- Born: Vaughn Orrin Greenwood January 19, 1944 Pennsylvania, U.S.
- Died: December 18, 2020 (aged 76) California Men's Colony, San Luis Obispo, California
- Other name: Skid Row Slasher
- Convictions: Assault; Murder; Attempted murder;
- Criminal penalty: Life imprisonment

Details
- Victims: 11 murdered, 1 survivor
- Span of crimes: 1964–1975
- Country: United States
- State: California
- Date apprehended: February 3, 1975

= Vaughn Greenwood =

American serial killer (1944–2020)

Vaughn Orrin Greenwood (January 19, 1944 – December 18, 2020) was an American serial killer who gained the nickname the Skid Row Slasher. He murdered eleven vagrants in Southern California between November 1964 and January 1975, in addition to a failed twelfth murder that ultimately led to his capture.

==Crimes==
The first attacks occurred when Greenwood killed two transients in November 1964. A ten-year gap period between murders occurred due to Greenwood being convicted and sentenced due to a knifing assault in Chicago in 1966. He spent five and a half years in jail for this conviction before returning to California. Greenwood continued his murder spree in December 1974 and killed nine victims between December 1974 and February 1975.
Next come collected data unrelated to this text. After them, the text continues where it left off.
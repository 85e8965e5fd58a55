//! Core itinerary item domain types.

use std::fmt::Display;

use serde::{Deserialize, Serialize};

use crate::{
    Error,
    trip::{TripDays, TripId},
};

/// Database identifier for an itinerary item.
pub type ItemId = i64;

/// A validated, non-empty item title.
#[derive(Clone, Debug, PartialEq, Eq)]
pub struct ItemTitle(String);

impl ItemTitle {
    /// Create an item title, trimming surrounding whitespace.
    ///
    /// # Errors
    /// Returns [Error::EmptyItemTitle] if `title` is empty after trimming.
    pub fn new(title: &str) -> Result<Self, Error> {
        let title = title.trim();

        if title.is_empty() {
            Err(Error::EmptyItemTitle)
        } else {
            Ok(Self(title.to_string()))
        }
    }

    /// Create an item title without validation.
    ///
    /// The caller should ensure that the string is not empty.
    pub fn new_unchecked(title: &str) -> Self {
        Self(title.to_string())
    }
}

impl AsRef<str> for ItemTitle {
    fn as_ref(&self) -> &str {
        &self.0
    }
}

impl Display for ItemTitle {
    fn fmt(&self, f: &mut std::fmt::Formatter<'_>) -> std::fmt::Result {
        write!(f, "{}", self.0)
    }
}

/// A day number validated against its trip's day count at creation time.
///
/// The bound is only checked when an item is created. Editing a trip to a
/// smaller day count can leave stored items whose day number exceeds the new
/// count, so values read back from the database are not revalidated.
#[derive(Clone, Copy, Debug, PartialEq, Eq)]
pub struct DayNumber(i64);

impl DayNumber {
    /// Create a day number within `1..=days`.
    ///
    /// # Errors
    /// Returns [Error::DayOutOfRange] when the bound does not hold.
    pub fn new(day_number: i64, days: TripDays) -> Result<Self, Error> {
        if day_number < 1 || day_number > days.as_i64() {
            Err(Error::DayOutOfRange {
                day_number,
                days: days.as_i64(),
            })
        } else {
            Ok(Self(day_number))
        }
    }

    /// Create a day number without bounds checking, for mapping database
    /// rows.
    pub fn new_unchecked(day_number: i64) -> Self {
        Self(day_number)
    }

    /// The day number as a plain integer.
    pub fn as_i64(&self) -> i64 {
        self.0
    }
}

impl Display for DayNumber {
    fn fmt(&self, f: &mut std::fmt::Formatter<'_>) -> std::fmt::Result {
        write!(f, "{}", self.0)
    }
}

/// An itinerary item attached to one day of a trip.
#[derive(Clone, Debug, PartialEq)]
pub struct DayItem {
    /// The item's database ID.
    pub id: ItemId,
    /// The owning trip.
    pub trip_id: TripId,
    /// Which day of the trip the item belongs to.
    pub day_number: DayNumber,
    /// What the item is, e.g. "Airport transfer".
    pub title: ItemTitle,
    /// An optional link to a map for the item's location.
    pub map_link: Option<String>,
    /// An optional label for the item's expense.
    pub expense_name: Option<String>,
    /// The item's cost; zero when the item is free.
    pub expense_amount: f64,
}

/// The fields needed to insert an itinerary item.
#[derive(Clone, Debug, PartialEq)]
pub struct NewDayItem {
    /// The owning trip.
    pub trip_id: TripId,
    /// Which day of the trip the item belongs to.
    pub day_number: DayNumber,
    /// What the item is.
    pub title: ItemTitle,
    /// An optional link to a map for the item's location.
    pub map_link: Option<String>,
    /// An optional label for the item's expense.
    pub expense_name: Option<String>,
    /// The item's cost.
    pub expense_amount: f64,
}

impl NewDayItem {
    /// Convenience constructor that skips validation, mainly for wiring
    /// tests together. Endpoint code goes through [DayNumber::new] and
    /// [ItemTitle::new] instead.
    pub fn build(trip_id: TripId, day_number: i64, title: &str) -> Self {
        Self {
            trip_id,
            day_number: DayNumber::new_unchecked(day_number),
            title: ItemTitle::new_unchecked(title),
            map_link: None,
            expense_name: None,
            expense_amount: 0.0,
        }
    }

    /// Set the expense label and amount.
    pub fn expense(mut self, expense_name: Option<&str>, expense_amount: f64) -> Self {
        self.expense_name = expense_name.map(|name| name.to_string());
        self.expense_amount = expense_amount;
        self
    }

    /// Set the map link.
    pub fn map_link(mut self, map_link: &str) -> Self {
        self.map_link = Some(map_link.to_string());
        self
    }
}

/// Form data for adding an itinerary item.
///
/// Numeric fields stay strings so malformed input can default to zero
/// instead of failing form extraction; optional text fields default to the
/// empty string and are stored as NULL when blank.
#[derive(Debug, Serialize, Deserialize)]
pub struct ItemFormData {
    /// The day the item belongs to, parsed leniently.
    #[serde(default)]
    pub day_number: String,
    /// The item title field.
    pub title: String,
    /// The optional map link field.
    #[serde(default)]
    pub map_link: String,
    /// The optional expense label field.
    #[serde(default)]
    pub expense_name: String,
    /// The expense amount field, parsed leniently with a default of zero.
    #[serde(default)]
    pub expense_amount: String,
}

/// Turn a blank-after-trimming form field into `None`.
pub(crate) fn blank_to_none(value: &str) -> Option<String> {
    let value = value.trim();

    if value.is_empty() {
        None
    } else {
        Some(value.to_string())
    }
}

/// Parse an expense amount leniently, treating unparsable input as zero.
pub(crate) fn parse_amount_or_zero(value: &str) -> f64 {
    value.trim().parse().unwrap_or(0.0)
}

#[cfg(test)]
mod item_title_tests {
    use crate::Error;

    use super::ItemTitle;

    #[test]
    fn new_fails_on_empty_string() {
        assert_eq!(ItemTitle::new(""), Err(Error::EmptyItemTitle));
    }

    #[test]
    fn new_fails_on_just_whitespace() {
        assert_eq!(ItemTitle::new(" \t "), Err(Error::EmptyItemTitle));
    }

    #[test]
    fn new_trims_surrounding_whitespace() {
        assert_eq!(ItemTitle::new(" Museum ").unwrap().as_ref(), "Museum");
    }
}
Greenwood was convicted of nine counts of murder, including eight of the "Skid Row Slasher" killings in Southern California. The "Slasher" victims had their throats cut from ear to ear. There was evidence that the killer drank the blood of the victims. Greenwood left cups of blood and rings of salt around the corpses. The items left around the bodies have caused some to believe the murders to be linked to Satanism. This is disputed by K.V. Lanning.

On 19 January 1977, Greenwood was sentenced to life imprisonment.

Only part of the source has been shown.